27 February 2010

A conversation with Friday Films weblog

Picks up the phone, dials her Blog...

Blog: Hello?

Friday: Don’t hang up.

Blog: Who is this?

Friday: It’s me, Blog. Friday.

Friday who?

Friday: Have you been drinking?

Blog: I’m hanging up now.

Friday: WAIT! Blog. Look, I’m sorry. I meant to call sooner, honestly. I’ve just been really busy.

Blog: Too busy to call your blog, I know. Do you think you’re the only person in the world with a free online platform who gets treated like a doormat by its ungrateful SLUT of a writer?

Friday: Blog!

Blog: Well, it’s true, isn’t it? I’ve heard tell you’re on Facebook now. Nice going, Morals Girl.

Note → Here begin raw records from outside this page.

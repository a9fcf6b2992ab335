//! Manifest entry repository.

use crate::error::CatalogResult;
use crate::models::ManifestEntryRow;
use crate::repos::versions::VersionFilter;
use async_trait::async_trait;
use std::collections::HashMap;

/// Repository for manifest entries.
#[async_trait]
pub trait ManifestRepo: Send + Sync {
    async fn create_manifest_entry(&self, entry: &ManifestEntryRow) -> CatalogResult<()>;

    /// Entries with `id > after_id` whose version is not deleted, ordered by id.
    async fn list_manifest_entries_page(
        &self,
        after_id: i64,
        limit: u32,
        filter: &VersionFilter,
    ) -> CatalogResult<Vec<ManifestEntryRow>>;

    /// Exact count of the rows `list_manifest_entries_page` walks.
    async fn count_manifest_entries(&self, filter: &VersionFilter) -> CatalogResult<u64>;

    /// Number of manifest entries per version. Versions without entries are absent.
    async fn manifest_entry_counts(&self, version_ids: &[i64])
    -> CatalogResult<HashMap<i64, u64>>;

    /// Every distinct manifest path per version. Versions without entries are absent.
    async fn manifest_paths(
        &self,
        version_ids: &[i64],
    ) -> CatalogResult<HashMap<i64, Vec<String>>>;

    /// One representative manifest path per version, used to locate its tree.
    async fn sample_manifest_paths(
        &self,
        version_ids: &[i64],
    ) -> CatalogResult<HashMap<i64, String>>;
}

Friday: There didn’t seem to be any harm in it, on second thought…

Blog: Even Twitter is seeing more of you these days than the application that gave you life.

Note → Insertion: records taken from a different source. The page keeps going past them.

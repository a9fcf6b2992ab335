use super::mocks::{CountingCatalog, MemoryStore};
use std::sync::Arc;
use stowage_audit::{AuditContext, Auditor};
use stowage_catalog::SqliteStore;
use stowage_catalog::models::*;
use stowage_catalog::repos::*;
use stowage_core::{AuditConfig, IndexStrategy, archive_key, manifest_prefix};
use tempfile::TempDir;
use time::macros::datetime;
use time::{Duration, OffsetDateTime};

pub const ORG: &str = "o1";
pub const APP: &str = "com.acme.app";

/// Where a version's archive is.
#[allow(dead_code)]
#[derive(Clone, Copy, Debug, PartialEq, Eq)]
pub enum Archive {
    /// Catalog path set, object present.
    Stored,
    /// Catalog path set, object gone.
    Lost,
    /// No archive at all.
    Absent,
}

/// A catalog, an object store and a config rooted in one temp directory.
#[allow(dead_code)]
pub struct Harness {
    pub dir: TempDir,
    pub catalog: Arc<CountingCatalog>,
    pub store: Arc<MemoryStore>,
    pub config: AuditConfig,
}

#[allow(dead_code)]
impl Harness {
    pub async fn new() -> Self {
        let dir = TempDir::new().unwrap();
        let sqlite = SqliteStore::new(dir.path().join("catalog.db"), None)
            .await
            .unwrap();
        let config = AuditConfig {
            artifacts_dir: dir.path().join("audit"),
            page_size: 2,
            verify_concurrency: 4,
            listing_concurrency: 2,
            remediation_batch_size: 2,
            index_strategy: IndexStrategy::Point,
            protected_apps: Vec::new(),
            ..AuditConfig::default()
        };
        let harness = Self {
            dir,
            catalog: CountingCatalog::new(Arc::new(sqlite)),
            store: MemoryStore::new(),
            config,
        };
        harness.org(ORG, "paying").await;
        harness.app(ORG, APP, Some("production")).await;
        harness
    }

    /// Versions 40 and 41 intact, 42 lost. The production channel points at
    /// 42, with deploy history 40, 41, 42 (oldest first).
    pub async fn acme() -> Self {
        let h = Self::new().await;
        h.version(40, "1.0.40", Archive::Stored).await;
        h.version(41, "1.0.41", Archive::Stored).await;
        h.version(42, "1.0.42", Archive::Lost).await;
        h.channel(1, "production", 42).await;
        h.deploy(1, 1, 40, 1).await;
        h.deploy(2, 1, 41, 2).await;
        h.deploy(3, 1, 42, 3).await;
        h
    }

    pub fn context(&self) -> AuditContext {
        AuditContext::new(self.catalog.clone(), self.store.clone(), self.config.clone()).unwrap()
    }

    pub fn auditor(&self) -> Auditor {
        Auditor::new(self.context())
    }

    pub async fn org(&self, id: &str, billing_state: &str) {
        self.catalog
            .create_org(&OrgRow {
                id: id.to_string(),
                name: id.to_uppercase(),
                billing_state: billing_state.to_string(),
            })
            .await
            .unwrap();
    }

    pub async fn app(&self, org: &str, app_id: &str, default_channel: Option<&str>) {
        self.catalog
            .create_app(&AppRow {
                app_id: app_id.to_string(),
                owner_org: org.to_string(),
                default_channel: default_channel.map(str::to_string),
                manifest_bundle_count: 0,
            })
            .await
            .unwrap();
    }

    /// A version of the default app.
    pub async fn version(&self, id: i64, name: &str, archive: Archive) -> VersionRow {
        self.version_in(ORG, APP, id, name, archive, &[]).await
    }

    /// A version with manifest files `(entry id, file name, present in store)`.
    pub async fn version_in(
        &self,
        org: &str,
        app: &str,
        id: i64,
        name: &str,
        archive: Archive,
        files: &[(i64, &str, bool)],
    ) -> VersionRow {
        let key = archive_key(org, app, name);
        let row = VersionRow {
            id,
            app_id: app.to_string(),
            owner_org: org.to_string(),
            name: name.to_string(),
            deleted: false,
            storage_path: (archive != Archive::Absent).then(|| key.clone()),
            manifest_count: files.len() as i64,
        };
        self.catalog.create_version(&row).await.unwrap();
        if archive == Archive::Stored {
            self.store.insert(&key);
        }

        for (entry_id, file, present) in files {
            let path = format!("{}{file}", manifest_prefix(org, app, name));
            self.catalog
                .create_manifest_entry(&ManifestEntryRow {
                    id: *entry_id,
                    app_version_id: id,
                    s3_path: path.clone(),
                })
                .await
                .unwrap();
            if *present {
                self.store.insert(&path);
            }
        }
        row
    }

    /// A manifest entry at an arbitrary store path.
    pub async fn manifest_entry(&self, id: i64, version_id: i64, path: &str, present: bool) {
        self.catalog
            .create_manifest_entry(&ManifestEntryRow {
                id,
                app_version_id: version_id,
                s3_path: path.to_string(),
            })
            .await
            .unwrap();
        if present {
            self.store.insert(path);
        }
    }

    pub async fn channel(&self, id: i64, name: &str, version_id: i64) {
        self.catalog
            .create_channel(&ChannelRow {
                id,
                app_id: APP.to_string(),
                owner_org: ORG.to_string(),
                name: name.to_string(),
                version_id,
                is_default: false,
            })
            .await
            .unwrap();
    }

    /// Record a deployment `day` days into 2024.
    pub async fn deploy(&self, id: i64, channel_id: i64, version_id: i64, day: i64) {
        self.catalog
            .record_deploy(&DeployHistoryRow {
                id,
                channel_id,
                version_id,
                app_id: APP.to_string(),
                owner_org: ORG.to_string(),
                deployed_at: datetime!(2024-01-01 00:00 UTC) + Duration::days(day),
            })
            .await
            .unwrap();
    }

    /// Hold a lease as some other process would.
    pub async fn hold_lease(&self, name: &str) {
        let now = OffsetDateTime::now_utc();
        let acquired = self
            .catalog
            .try_acquire_lease(name, "other-host", now, now + Duration::hours(1))
            .await
            .unwrap();
        assert!(matches!(acquired, LeaseAcquire::Acquired(_)));
    }
}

Friday: It's nothing personal - that’s just the way things are right now. And it seemed disingenuous of me to visit when I don’t actually feel like talking about stuff with you.

Blog: If only your father could hear you.

Friday: What does my dad have to do with this?

Blog: I don’t know, it seemed like the right thing to say.

Friday: So...

Blog: You okay? You need money?

Friday: No, I'm good. I just wanted to hear your voice.

Blog: Well you’ve heard it. So off you go.

Friday: I wish it didn’t have to be this way.

Blog: Me too. Now piss off, I’m watching Eastenders.

Friday: K, sorry. Bye.

Blog: *click*

11 February 2010

Hartley: Thirteen Months

So, you little monkey: thirteen months today! You sure know how to grow up. I thought we’d never reach a year, and now look at us – one month over the 1-year mark and still going strong!

I forgot to mention in my last newsletter that your father taught you to do something very funny and, at times, dangerous. He once lifted you into the air and shouted ROUGHHOUSING! before setting you back down on the bed, where you paused from a seated position and then fell backwards with a kind of ‘timbre!’ fluidity. Wham! Which you still do to this day - just straight back, wherever you happen to be, which is usually the bed. I say ‘usually’ because now you sometimes remember ROUGHHOUSING! and I can see it in your little face, that ROUGHHOUSING! look you get, moments before you hurl yourself backwards onto the hardwood floor. And then you scream.

You did a bunch of ROUHHOUSING! on the bed yesterday, and then you demanded we take a look at The Very Hungry Caterpillar by Eric Carle, which is your favourite book in the entire world. You didn’t want to read the book – you just wanted to skip straight to the part where I say BIG FAT CATERPILLAR while squeezing your little tummy like you are the big fat caterpillar, except now you will just flip open to any old page and then tickle your own belly with your little fingers. Thank goodness I can often read your mind, because otherwise the joke might have gone amiss, and then you would realise with horror that we do not always share the same thoughts.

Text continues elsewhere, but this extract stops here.